Sugar-coating Christianity in Fiction

I listened to part of a writing instruction tape recorded years ago at a now-defunct writing conference. The author holding the seminar said first that writing, particularly for children, should be entertaining. Then, the writing should sugar-coat the message.

The reason behind this approach seemed to be based on the assertion that readers don’t want stories heavy on sermonizing. But this author’s solution was to “sugar-coat” the gospel or the moral or whatever is the point of the story.

Sadly, I think this idea caught on. Rather than asking, “How can I best show the truth through story,” writers adopting this approach seem more caught up with how they can wrap truth in the fad of the day, be it humor or suspense or vampires or angels.

I want to be clear here. I believe wholeheartedly that believers need to meet our culture where it’s at—which is why I write fiction, and in particular why I write fantasy. But I’m not trying to sugar-coat the truth.

This may be a fine line, but I think there are significant differences. For one, there’s the artistic aspect. Themes are part of stories. To say we must sugar-coat a theme is to approach the idea of including theme as if it is something we are trying to slip past unsuspecting readers. Not only “something,” but something distasteful, though good for them.

Sorry, but I don’t see truth as distasteful. And I don’t think writers should try to smuggle truth into a story. Instead, truth should be the vital gold thread around which the story is woven. If done so with skill, the story will be more beautiful because of it.

I also think there’s a difference in substance. A story with sugar-coated truth is either adding unnecessary sugar, thus bloating a story, or forcing truth into a story that doesn’t require such.

Truth, whether presented subtly or overtly, should be a necessary component for the sake of the story and the characters, not for the sake of the reader.

There’s no sugar coating in The Lion, the Witch, and the Wardrobe. Lewis didn’t make Aslan a tame lion so the story would be more kid-friendly. He didn’t back away from the fact that Edmond would die unless Aslan stepped in. He didn’t back away from requiring Aslan to sacrifice himself for the wayward son of Adam.

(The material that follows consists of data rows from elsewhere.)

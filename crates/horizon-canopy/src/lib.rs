//! Horizon Canopy - store-backed tree models.
//!
//! A [`StoreTreeModel`] presents the items of a flat, query-based
//! [`ObjectStore`](store::ObjectStore) as a tree. Parent links live in a
//! field of each child; children are fetched lazily, cached per parent and
//! kept coherent as the store reports changes.
//!
//! # Quick Start
//!
//! ```
//! use horizon_canopy::{Item, ModelBuilder, ModelConfig};
//! use horizon_canopy::store::MemoryStore;
//! use serde_json::{json, Value};
//!
//! # tokio::runtime::Runtime::new().unwrap().block_on(async {
//! let store = MemoryStore::with_items([
//!     Item::from_value(json!({"id": 1, "name": "Simpsons", "parent": null})).unwrap(),
//!     Item::from_value(json!({"id": 2, "name": "Homer", "parent": 1})).unwrap(),
//!     Item::from_value(json!({"id": 3, "name": "Marge", "parent": 1})).unwrap(),
//! ]);
//!
//! let model = ModelBuilder::new()
//!     .store(store)
//!     .config(ModelConfig::new().with_query_field("parent", Value::Null))
//!     .build()
//!     .unwrap();
//!
//! model.on_children_change(|change| {
//!     println!("{} children now", change.children.len());
//! });
//!
//! let root = model.get_root().await.unwrap();
//! assert_eq!(model.get_children(&root).await.unwrap().len(), 2);
//! # });
//! ```
//!
//! # Change Notifications
//!
//! Store callbacks only queue work. Call
//! [`StoreTreeModel::process_events`] to route queued notifications, or
//! start [`StoreTreeModel::spawn_event_pump`] on a tokio runtime.

mod config;
pub mod error;
mod item;
pub mod model;
mod parents;
pub mod store;

pub use config::ModelConfig;
pub use error::{ConstructionError, ModelError, ModelResult, StoreError, StoreResult};
pub use item::{Item, ItemId};
pub use model::{
    ChildrenChange, Forest, ItemChange, ModelBuilder, ModelEvent, RootAction, RootChange, SingleRoot,
    StoreTreeModel, TreeShape,
};
pub use parents::ParentSet;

Truth should not be sugar-coated or tacked on. What ought to set Christian fiction apart from all other is that authors who know The Author have deeper truth to tell.

4 Comments

  1. But then again some people are in the mood for light reading, at least some of the time. (Of course, right now I’m writing a story where the main character’s mom may have died unsaved — gored by an enraged elephant— so maybe that’s not such light reading?)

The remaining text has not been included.